Книги крови V VI: Дети Вавилона - Клайв Баркер 3 стр.


Энн-Мари говорила то же самое, - ответила Элен. - Потому она и решила рассказать мне о смерти старика Она говорила, что он убит прошлым летом здесь, в Раскин-корте.

- Что-то и вправду припоминаю, - проговорила Джози. - Какие-то разговоры были, я слышала. Старик, его собака… Его забили до смерти, а собака докончила дело… Не знаю… Да, точно, это не здесь. В каком-то другом районе.

- Вы уверены?

Подобное недоверие обидело женщину.

- Ну, если б это случилось тут, мы бы знали, так ведь?

Элен поблагодарила за помощь и решила еще побродить по четырехугольному двору и посмотреть, сколько квартир пустует. Как и в Баттс-корте, занавески на многих окнах были задернуты, двери заперты. Но если на Спектор-стрит действительно орудовал маньяк, способный убить и изувечить, неудивительно, что обитатели улицы забрались в свои дома и тихо сидят там. Во дворе разглядывать было нечего. Все незаселенные здания недавно опечатали и заколотили, судя по гвоздям, которые муниципальные рабочие разбросали у порогов. Но одна вещь по-настоящему привлекла внимание Элен: накорябанная на булыжниках мостовой и почти стертая дождем и ногами прохожих та же самая фраза, что и в спальне квартиры номер 14: "Сладкое к сладкому". Слова были такими безобидными, почему же Элен слышала в них угрозу? Или дело в их избыточности, в чрезмерности сахара на сахаре, меда в меду?

Она продолжала идти, хотя дождь упорствовал, и путь постепенно уводил ее прочь от кварталов в бетонные безлюдные пространства, где она раньше не была. Здесь располагались - или когда-то были - места для отдыха и развлечения: железные ограды детских площадок перевернуты, песочницы загажены собаками, "лягушатник" опустел. И тут встречались магазины. Некоторые были заколочены, действующие - отталкивающе грязны, их окна забраны крепкой металлической сеткой.

Элен прошлась вдоль ряда и свернула за угол, и перед ней оказалось приземистое кирпичное здание. Она предположила, что это общественная уборная, хотя вывеска отсутствовала. Железные ворота были заперты на висячий замок. Элен стояла перед непривлекательным зданием, порывистый ветер вился у ее ног, а она не могла удержаться от мысли о том, что здесь произошло.

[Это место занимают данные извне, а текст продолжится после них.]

//! Client-supplied path handling: every relative path the API receives goes
//! through `validate` before it is allowed near the filesystem.

use std::path::{Component, Path, PathBuf};

use once_cell::sync::Lazy;
use regex::Regex;

use crate::error::NoteError;

pub const NOTE_EXT: &str = "md";

// Characters that are never legal inside a path component on any target we serve.
static ILLEGAL: Lazy<Regex> = Lazy::new(|| Regex::new(r#"[<>:"|?*\x00-\x1F]"#).unwrap());

/// Resolves `relative` against `root`, rejecting anything that would land outside it.
/// Empty input resolves to the root itself.
pub fn validate(root: &Path, relative: &str) -> Result<PathBuf, NoteError> {
	let cleaned = ILLEGAL.replace_all(relative, "").replace('\\', "/");
	if cleaned.starts_with('/') {
		return Err(NoteError::InvalidPath(relative.to_string()));
	}
	let mut resolved = root.to_path_buf();
	for part in cleaned.split('/') {
		match part {
			"" | "." => continue,
			".." => return Err(NoteError::InvalidPath(relative.to_string())),
			p => resolved.push(p),
		}
	}
	// push() replaces the buffer when handed an absolute or prefixed component
	if !resolved.starts_with(root) || resolved.components().any(|c| matches!(c, Component::ParentDir)) {
		return Err(NoteError::InvalidPath(relative.to_string()));
	}
	ensure_not_linked_out(root, &resolved, relative)?;
	Ok(resolved)
}

// Symlinks inside the root may still point elsewhere; check the nearest existing ancestor.
// An existing entry that cannot be canonicalised is a dangling link and is refused.
fn ensure_not_linked_out(root: &Path, resolved: &Path, relative: &str) -> Result<(), NoteError> {
	let mut existing = resolved;
	while std::fs::symlink_metadata(existing).is_err() {
		match existing.parent() {
			Some(parent) => existing = parent,
			None => return Ok(()),
		}
	}
	let canon_root = root.canonicalize()?;
	let canon = existing.canonicalize().map_err(|_| NoteError::InvalidPath(relative.to_string()))?;
	if canon.starts_with(&canon_root) { Ok(()) } else { Err(NoteError::InvalidPath(relative.to_string())) }
}

/// Turns a requested note name into a relative `.md` path. Folder segments
/// are kept; an empty stem is rejected.
pub fn sanitize_note_name(requested: &str) -> Result<String, NoteError> {
	let parts: Vec<String> = requested
		.split(['/', '\\'])
		.map(|p| ILLEGAL.replace_all(p, "").trim().to_string())
		.filter(|p| !p.is_empty())
		.collect();
	let Some((last, dirs)) = parts.split_last() else {
		return Err(NoteError::InvalidInput("filename is empty".to_string()));
	};
	let suffix_len = NOTE_EXT.len() + 1;
	let stem = if last.len() >= suffix_len && last.to_ascii_lowercase().ends_with(".md") { &last[..last.len() - suffix_len] } else { last.as_str() };
	let stem = stem.trim_end_matches(['.', ' ']);
	if stem.is_empty() {
		return Err(NoteError::InvalidInput(format!("filename {:?} has no usable characters", requested)));
	}
	let mut out: Vec<String> = dirs.to_vec();
	out.push(format!("{}.{}", stem, NOTE_EXT));
	Ok(out.join("/"))
}

/// Forward-slash path of `absolute` relative to `root`; empty for the root itself.
pub fn to_relative(root: &Path, absolute: &Path) -> String {
	let rel = absolute.strip_prefix(root).unwrap_or(absolute);
	rel.components()
		.filter_map(|c| match c { Component::Normal(s) => Some(s.to_string_lossy().into_owned()), _ => None })
		.collect::<Vec<_>>()
		.join("/")
}

pub fn is_note(path: &Path) -> bool {
	path.extension().map(|e| e.eq_ignore_ascii_case(NOTE_EXT)).unwrap_or(false)
}

#[cfg(test)]
mod tests {
	use super::*;
	use rand::{distributions::Alphanumeric, Rng};

	#[test]
	fn resolves_nested_paths_inside_root() {
		let dir = tempfile::tempdir().unwrap();
		let p = validate(dir.path(), "projects/rust/ideas.md").unwrap();
		assert_eq!(p, dir.path().join("projects").join("rust").join("ideas.md"));
		assert_eq!(validate(dir.path(), "").unwrap(), dir.path());
		assert_eq!(validate(dir.path(), "./a/./b.md").unwrap(), dir.path().join("a").join("b.md"));
	}

	#[test]
	fn rejects_traversal_and_absolute_paths() {
		let dir = tempfile::tempdir().unwrap();
		for bad in ["../etc/passwd", "a/../../b.md", "a/..", "..", "/etc/passwd", "\\windows\\system32", "a\\..\\..\\b"] {
			assert!(matches!(validate(dir.path(), bad), Err(NoteError::InvalidPath(_))), "accepted {bad}");
		}
	}

	#[test]
	fn strips_illegal_characters() {
		let dir = tempfile::tempdir().unwrap();
		let p = validate(dir.path(), "we|ird?na*me.md").unwrap();
		assert_eq!(p, dir.path().join("weirdname.md"));
	}

	#[cfg(unix)]
	#[test]
	fn rejects_symlink_out_of_root() {
		let root = tempfile::tempdir().unwrap();
		let outside = tempfile::tempdir().unwrap();
		std::os::unix::fs::symlink(outside.path(), root.path().join("escape")).unwrap();
		assert!(matches!(validate(root.path(), "escape/secret.md"), Err(NoteError::InvalidPath(_))));
	}

	#[cfg(unix)]
	#[test]
	fn rejects_dangling_symlink_to_outside_target() {
		let root = tempfile::tempdir().unwrap();
		let outside = tempfile::tempdir().unwrap();
		let target = outside.path().join("pwned.md");
		std::os::unix::fs::symlink(&target, root.path().join("escape.md")).unwrap();
		std::os::unix::fs::symlink(outside.path().join("nodir"), root.path().join("gone")).unwrap();
		assert!(matches!(validate(root.path(), "escape.md"), Err(NoteError::InvalidPath(_))));
		assert!(matches!(validate(root.path(), "gone/x.md"), Err(NoteError::InvalidPath(_))));
		assert!(!target.exists());
	}

	#[test]
	fn fuzz_parent_segments_always_rejected() {
		let dir = tempfile::tempdir().unwrap();
		let mut rng = rand::thread_rng();
		for _ in 0..200 {
			let segs: Vec<String> = (0..rng.gen_range(0..4)).map(|_| {
				let len = rng.gen_range(1..8);
				(0..len).map(|_| rng.sample(Alphanumeric) as char).collect()
			}).collect();
			let at = rng.gen_range(0..=segs.len());
			let mut with_parent = segs.clone();
			with_parent.insert(at, "..".to_string());
			let p = with_parent.join("/");
			assert!(matches!(validate(dir.path(), &p), Err(NoteError::InvalidPath(_))), "accepted {p}");
			let ok = segs.join("/");
			assert!(validate(dir.path(), &ok).unwrap().starts_with(dir.path()));
		}
	}

	#[test]
	fn sanitizes_note_names() {
		assert_eq!(sanitize_note_name("draft").unwrap(), "draft.md");
		assert_eq!(sanitize_note_name("draft.md").unwrap(), "draft.md");
		assert_eq!(sanitize_note_name(" ideas/ to*do? ").unwrap(), "ideas/todo.md");
		assert_eq!(sanitize_note_name("notes.txt").unwrap(), "notes.txt.md");
		assert!(matches!(sanitize_note_name("  "), Err(NoteError::InvalidInput(_))));
		assert!(matches!(sanitize_note_name("???"), Err(NoteError::InvalidInput(_))));
		assert!(matches!(sanitize_note_name(".md"), Err(NoteError::InvalidInput(_))));
	}

	#[test]
	fn relative_paths_use_forward_slashes() {
		let root = Path::new("/notes");
		assert_eq!(to_relative(root, &root.join("a").join("b.md")), "a/b.md");
		assert_eq!(to_relative(root, root), "");
		assert!(is_note(Path::new("x/y.MD")));
		assert!(!is_note(Path::new(".metadata.json")));
	}
}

О мужчине-ребенке, истекавшем кровью на полу, неспособном позвать на помощь. Даже мысль об этом вызывала тошноту. Элен задумалась о преступнике. Как же выглядит, размышляла она, столь порочный человек? Она пыталась представить его, но ни одна придуманная черта не имела достаточной силы. Монстры - это редкость, но однажды чудовище показалось при ясном дневном свете. Поскольку он был известен лишь своими деяниями, то обладал неимоверной властью над воображением Однако Элен знала действительность, окутанная ужасом, мучительно разочаровывает. Он не монстр - просто бледная апология человека, нуждающегося скорее в жалости, чем в благоговейном страхе.

Очередной порыв ветра принес более сильный дождь. На сегодня, решила она, хватит приключений. Повернувшись спиной к общественным уборным, она заспешила через дворы, чтобы укрыться в машине, а ледяной дождь хлестал по онемевшему лицу.

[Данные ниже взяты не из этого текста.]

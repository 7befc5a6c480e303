//! Board and line types
//!
//! Minimal value types for a parsed board.
//! No validation logic here - pure data representation.

use crate::parser::cell::Cell;

/// A parsed square board, borders included
///
/// Rows and columns 0 and N-1 are hint borders; the interior is
/// (N-2) x (N-2). Construction goes through [`crate::parser::parse_board`],
/// which guarantees the shape.
#[derive(Debug, Clone, PartialEq, Eq)]
pub struct Board {
    cells: Vec<Vec<Cell>>,
}

/// One full row or column, border cell + interior + border cell
///
/// The unit of visibility checking. Column lines preserve row order, so
/// the front of a column line is its top hint cell.
#[derive(Debug, Clone, PartialEq, Eq)]
pub struct Line {
    cells: Vec<Cell>,
}

impl Board {
    pub(crate) fn new(cells: Vec<Vec<Cell>>) -> Self {
        debug_assert!(cells.len() >= 3);
        debug_assert!(cells.iter().all(|row| row.len() == cells.len()));
        Self { cells }
    }

    /// Side length, borders included
    pub fn size(&self) -> usize {
        self.cells.len()
    }

    /// Index range of the interior rows/columns
    pub fn interior_range(&self) -> std::ops::Range<usize> {
        1..self.size() - 1
    }

    pub fn cell(&self, row: usize, col: usize) -> Cell {
        self.cells[row][col]
    }

    /// Iterate over all interior cells, row by row
    pub fn interior_cells(&self) -> impl Iterator<Item = Cell> + '_ {
        self.interior_range().flat_map(move |row| {
            self.interior_range().map(move |col| self.cells[row][col])
        })
    }

    /// The full row at `row`, hint borders included
    pub fn row_line(&self, row: usize) -> Line {
        Line {
            cells: self.cells[row].clone(),
        }
    }

    /// The full column at `col`, hint borders included, top to bottom
    pub fn column_line(&self, col: usize) -> Line {
        Line {
            cells: self.cells.iter().map(|row| row[col]).collect(),
        }
    }
}

impl Line {
    /// Border cell at the start of the line (left or top)
    pub fn front(&self) -> Cell {
        self.cells[0]
    }

    /// Border cell at the end of the line (right or bottom)
    pub fn back(&self) -> Cell {
        self.cells[self.cells.len() - 1]
    }

    /// Interior cells, border hints excluded
    pub fn interior(&self) -> &[Cell] {
        &self.cells[1..self.cells.len() - 1]
    }

    /// Interior cells as heights, or None if any is not a height
    pub fn interior_heights(&self) -> Option<Vec<u8>> {
        self.interior().iter().map(|c| c.height()).collect()
    }

    #[cfg(test)]
    pub(crate) fn from_cells(cells: Vec<Cell>) -> Self {
        assert!(cells.len() >= 3);
        Self { cells }
    }
}
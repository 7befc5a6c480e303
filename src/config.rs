//! Configuration for the skyscrapers-check CLI.
//!
//! Handles command-line argument parsing.

use anyhow::Result;
use clap::Parser;
use std::path::PathBuf;

/// Command-line arguments for the board checker
#[derive(Debug, Parser)]
#[command(name = "skyscrapers-check")]
#[command(about = "Validate a skyscrapers puzzle board file")]
#[command(version)]
pub struct Args {
    /// Path to the board file to validate
    pub board: PathBuf,

    /// Log level for the checker
    #[arg(
        long,
        default_value = "info",
        help = "Log level (trace, debug, info, warn, error)"
    )]
    pub log_level: String,
}

/// Combined configuration from all sources
#[derive(Debug, Clone)]
pub struct Config {
    /// Board file given on the command line
    pub board_path: PathBuf,
    /// Log level
    pub log_level: String,
}

impl Config {
    /// Create configuration from command-line arguments
    pub fn from_args_and_env() -> Result<Self> {
        Self::from_args(Args::parse())
    }

    /// Create configuration from explicit arguments (useful for testing)
    pub fn from_args(args: Args) -> Result<Self> {
        Ok(Config {
            board_path: args.board,
            log_level: args.log_level,
        })
    }
}
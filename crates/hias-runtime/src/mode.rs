use thiserror::Error;

/// What the agent does for this run. Chosen once at startup.
#[derive(Debug, Clone, Copy, PartialEq, Eq, Hash)]
pub enum Mode {
    /// Connect, then prepare data, build, train and evaluate the model.
    Train,
    /// Load the model and classify the local test set. No network.
    Classify,
    /// Connect, load the model and serve HTTP inference until terminated.
    Server,
    /// Classify the local test set through a running inference server.
    ClassifyHttp,
}

impl Mode {
    pub const ALL: [Mode; 4] = [Mode::Train, Mode::Classify, Mode::Server, Mode::ClassifyHttp];

    pub fn as_str(&self) -> &'static str {
        match self {
            Mode::Train => "train",
            Mode::Classify => "classify",
            Mode::Server => "server",
            Mode::ClassifyHttp => "classify_http",
        }
    }

    /// Validate the command-line token against the configured mode set.
    ///
    /// A mode must be both configured and known; anything else is rejected
    /// before any model or network work begins.
    pub fn select(arg: Option<&str>, allowed: &[String]) -> Result<Mode, UsageError> {
        let arg = arg.ok_or(UsageError::MissingArgument)?;
        if !allowed.iter().any(|m| m == arg) {
            return Err(UsageError::Unsupported(arg.to_string()));
        }
        arg.parse()
    }
}

impl std::fmt::Display for Mode {
    fn fmt(&self, f: &mut std::fmt::Formatter<'_>) -> std::fmt::Result {
        f.write_str(self.as_str())
    }
}

impl std::str::FromStr for Mode {
    type Err = UsageError;

    fn from_str(s: &str) -> Result<Self, Self::Err> {
        Mode::ALL
            .into_iter()
            .find(|m| m.as_str() == s)
            .ok_or_else(|| UsageError::Unsupported(s.to_string()))
    }
}

/// Problems with the command line, reported before any side effect.
#[derive(Debug, Clone, PartialEq, Eq, Error)]
pub enum UsageError {
    #[error("You must provide an argument")]
    MissingArgument,

    #[error("Mode not supported! server, train or inference")]
    Unsupported(String),
}

impl UsageError {
    pub fn exit_code(&self) -> i32 {
        2
    }
}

Гости, приглашенные на обед, выглядели приятно устрашенными ее рассказом, а Тревор, судя по выражению лица, разъярился. Однако сделанного не воротишь. Элен не могла отрицать, что почувствовала удовлетворение, заставив смолкнуть болтовню на университетские темы. Бернадетт, ассистентка Тревора на историческом факультете, прервала мучительное молчание:

- Когда это случилось?

- Этим летом, - ответила Элен.

- Не помню, чтобы я читал об этом, - произнес Арчи самые лучшие слова, произнесенные им за два часа пития. Речь его, обычно неискренняя от самолюбования, смягчилась.

- Возможно, полиция замалчивает дело, - высказал мнение Дэниел.

- Тайный сговор? - спросил Тревор с неприкрытой издевкой.

- Такое происходит постоянно, - парировал Дэниел.

- Зачем им это замалчивать? - спросила Элен. Какой смысл?

- С каких это пор в действиях полиции появился смысл? - отозвался Дэниел.

Бернадетт вмешалась до того, как Элен успела ответить.

- Мы даже не затрудняемся читать о таких вещах, - сказала она.

- Говори за себя, - возразил кто-то, но Бернадетт не обратила внимания.

- Мы ослеплены жестокостью, - продолжала она, - Мы ее больше не видим, даже когда она перед самым носом.

- Каждую ночь на экране, - ввернул Арчи. - Смерть и трагедии в полный рост.

- Тут нет ничего нового, - сказал Тревор. - В елизаветинскую эпоху люди видели смерть постоянно. Публичные казни были популярным развлечением.

Страсти разгорелись. После двух часов вежливых сплетен вечеринка внезапно оживилась. Прислушиваясь к яростному спору, Элен пожалела, что у нее не хватило времени проявить и напечатать фотографии: граффити подлили бы масла в огонь. Парселл под конец, как обычно, выдвинул свою точку зрения, и она, как обычно, была разрушительной.

- Конечно, Элен, дорогая, - начал он, и мягкость его голоса подчеркивала предчувствие возражений, - все твои свидетельницы могут лгать, не так ли?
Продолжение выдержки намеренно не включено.